Sorting by access frequency
The motivation for this form of list organization is that most searchable data sets contain some items that are accessed frequently, and many items that are accessed rarely.
If we move the frequently-accessed items to the front of the list then the most common searches will occur quickly, and only the "rare" searches will take a long time.
For this method, we include a counter with each data item to track how frequently it has been accessed. Every time the item is accessed we increment the counter and move it forward in the list, passing any items which have been accessed less frequently.
In this method, new items (which have thus never been accessed) are inserted at the back of the list.
Note that the search operation is still worst case O(N).
Sorting by most-recently-accessed
The motivation for this form of list organization is that the items that have been most recently accessed are the ones that are currently being used, and are most likely to be accessed again in the near future.
For this method, each time an item is accessed it is immediately moved to the front of the list.
New items are treated as being "of current interest", and thus items are inserted at the front of the list.
This technique performs the worst if elements are actually called for in a round-robin fashion, since the item is accessed just when it has reached the back of the list.

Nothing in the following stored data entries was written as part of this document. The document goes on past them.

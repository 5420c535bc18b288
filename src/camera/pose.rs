use glam::{Quat, Vec3};

/// Camera orientation and position, published once per integration step.
///
/// The orientation is kept unit-norm by the navigator.
#[derive(Debug, Clone, Copy, PartialEq)]
pub struct CameraPose {
    /// Unit orientation quaternion.
    pub orientation: Quat,
    /// World-space position.
    pub position: Vec3,
}

impl Default for CameraPose {
    fn default() -> Self {
        Self {
            orientation: Quat::IDENTITY,
            position: Vec3::ZERO,
        }
    }
}

impl CameraPose {
    /// View direction. `-Z` at identity orientation.
    #[inline]
    #[must_use]
    pub fn forward(&self) -> Vec3 {
        self.orientation * Vec3::NEG_Z
    }

    /// Camera right vector.
    #[inline]
    #[must_use]
    pub fn right(&self) -> Vec3 {
        self.orientation * Vec3::X
    }

    /// Camera up vector.
    #[inline]
    #[must_use]
    pub fn up(&self) -> Vec3 {
        self.orientation * Vec3::Y
    }

    /// `true` if both poses give exactly the same view.
    ///
    /// No tolerance: a one-pixel turn is a few milliradians, which is
    /// enough to move the view ray off an edge. `q` and `-q` describe the
    /// same rotation and compare equal.
    #[must_use]
    pub fn same_view(&self, other: &Self) -> bool {
        self.position == other.position
            && (self.orientation == other.orientation
                || self.orientation == -other.orientation)
    }
}

/// Anything the navigator can publish its pose into, typically the host's
/// renderable camera.
pub trait PoseTarget {
    /// Overwrite orientation and position from `pose`.
    fn set_pose(&mut self, pose: &CameraPose);
}

impl PoseTarget for CameraPose {
    fn set_pose(&mut self, pose: &CameraPose) {
        *self = *pose;
    }
}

Note that the search for the node is worst case O(N), and the swap operation to move the node to the front of the list is O(1).
Caches
Another widely-used technique to speed up searches is to maintain two seperate lists:
When a request comes in we check the small list first. If we don't find the item there then we do a search of the regular list, putting the found item into the cache (possibly displacing something that used to be in the cache).
This works well if we have an effective way for picking what belongs in the cache.
The most common caching techniques are:
Which technique we decide to use will be based on what we know (or expect) about the way users will access the data in our lists - is there a group of elements which are accessed far more than the rest (in which case choose most frequently used), or do accesses to elements tend to occur in clusters (in which case choose most recently used).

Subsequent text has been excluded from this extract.